Clinical observations have shown that pyrimethamine resistance develops rapidly in endemic countries where antifolate drugs are used massively for the treatment of Plasmodium falciparum infections. To analyze this phenomenon, the in vitro response of clinical isolates to pyrimethamine and the dihydrofolate reductase (dhfr) gene sequence were analyzed in 2000-2001 and compared with the results obtained since 1994 in Yaounde, Cameroon.
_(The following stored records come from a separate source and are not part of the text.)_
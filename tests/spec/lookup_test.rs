//! Coordinator lookup definitions and their parse specs.

use druid_query::spec::lookup::{ConnectorConfig, JdbcNamespace, UriNamespace};
use druid_query::spec::{LookupDefinition, LookupExtractorFactory, ParseSpec};
use serde_json::json;

#[test]
fn test_map_lookup_definition() {
    let definition = LookupDefinition::new(
        "v2",
        LookupExtractorFactory::map([("NZ", "New Zealand"), ("AU", "Australia")]),
    );
    assert_eq!(
        serde_json::to_value(definition).unwrap(),
        json!({
            "version": "v2",
            "lookupExtractorFactory": {
                "type": "map",
                "map": {"AU": "Australia", "NZ": "New Zealand"}
            }
        })
    );
}

#[test]
fn test_jdbc_lookup() {
    let factory = LookupExtractorFactory::jdbc(JdbcNamespace {
        connector_config: ConnectorConfig {
            connect_uri: "jdbc:postgresql://db:5432/ref".to_string(),
            user: "druid".to_string(),
            password: "secret".to_string(),
        },
        table: "countries".to_string(),
        key_column: "code".to_string(),
        value_column: "name".to_string(),
        filter: None,
        ts_column: Some("updated_at".to_string()),
        poll_period: Some("PT10M".to_string()),
    });
    assert_eq!(
        serde_json::to_value(factory).unwrap(),
        json!({
            "type": "cachedNamespace",
            "extractionNamespace": {
                "type": "jdbc",
                "connectorConfig": {
                    "connectURI": "jdbc:postgresql://db:5432/ref",
                    "user": "druid",
                    "password": "secret"
                },
                "table": "countries",
                "keyColumn": "code",
                "valueColumn": "name",
                "tsColumn": "updated_at",
                "pollPeriod": "PT10M"
            }
        })
    );
}

#[test]
fn test_uri_prefix_lookup_with_csv() {
    let parse_spec = ParseSpec::csv(
        Some(["code", "name"]),
        Some("code".to_string()),
        Some("name".to_string()),
        true,
    );
    let factory = LookupExtractorFactory::uri(UriNamespace {
        uri: None,
        uri_prefix: Some("s3://bucket/lookups/".to_string()),
        file_regex: Some(".*\\.csv".to_string()),
        namespace_parse_spec: parse_spec,
        poll_period: None,
    });
    assert_eq!(
        serde_json::to_value(factory).unwrap(),
        json!({
            "type": "cachedNamespace",
            "extractionNamespace": {
                "type": "uri",
                "uriPrefix": "s3://bucket/lookups/",
                "fileRegex": ".*\\.csv",
                "namespaceParseSpec": {
                    "format": "csv",
                    "columns": ["code", "name"],
                    "keyColumn": "code",
                    "valueColumn": "name",
                    "hasHeaderRow": true
                }
            }
        })
    );
}

#[test]
fn test_parse_spec_formats() {
    assert_eq!(
        serde_json::to_value(ParseSpec::tsv(None::<Vec<String>>, None, None, false)).unwrap(),
        json!({"format": "tsv", "hasHeaderRow": false})
    );
    assert_eq!(
        serde_json::to_value(ParseSpec::SimpleJson).unwrap(),
        json!({"format": "simpleJson"})
    );
}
Of 139 samples obtained in 2000-2001, 10 (7.2%) isolates were of the wild-type, 116 had pure mutant alleles (2 [1.4%] with a single mutation, 11 [7.9%] with double mutations, and 103 [74.1%] with triple mutations), and 13 (9.4%) had mixed alleles. With the exception of a single isolate with triple mutations (50% inhibitory concentration [IC50] = 84.3 nM), all isolates with pure wild-type dhfr alleles (IC50 < 100 nM) and those with pure mutant dhfr alleles (between 1 and 3 point mutations; IC50 > or = 100 nM) were clearly distinguished by in vitro drug sensitivity assays. The results of the two methods are highly correlated, and both methodologic approaches indicate an increasing proportion of pyrimethamine-resistant isolates in Yaounde over the past eight years (42-45% in 1994-1995, 63-67% in 1997-1998, and 88-92% in 2000-2001). At present, clinical isolates carrying triple dhfr mutations predominate in Yaounde. This situation calls for a regular surveillance of the efficacy of antifolate drugs by all available means, including clinical evaluation, in vitro drug sensitivity assays, molecular markers, and pharmacologic studies.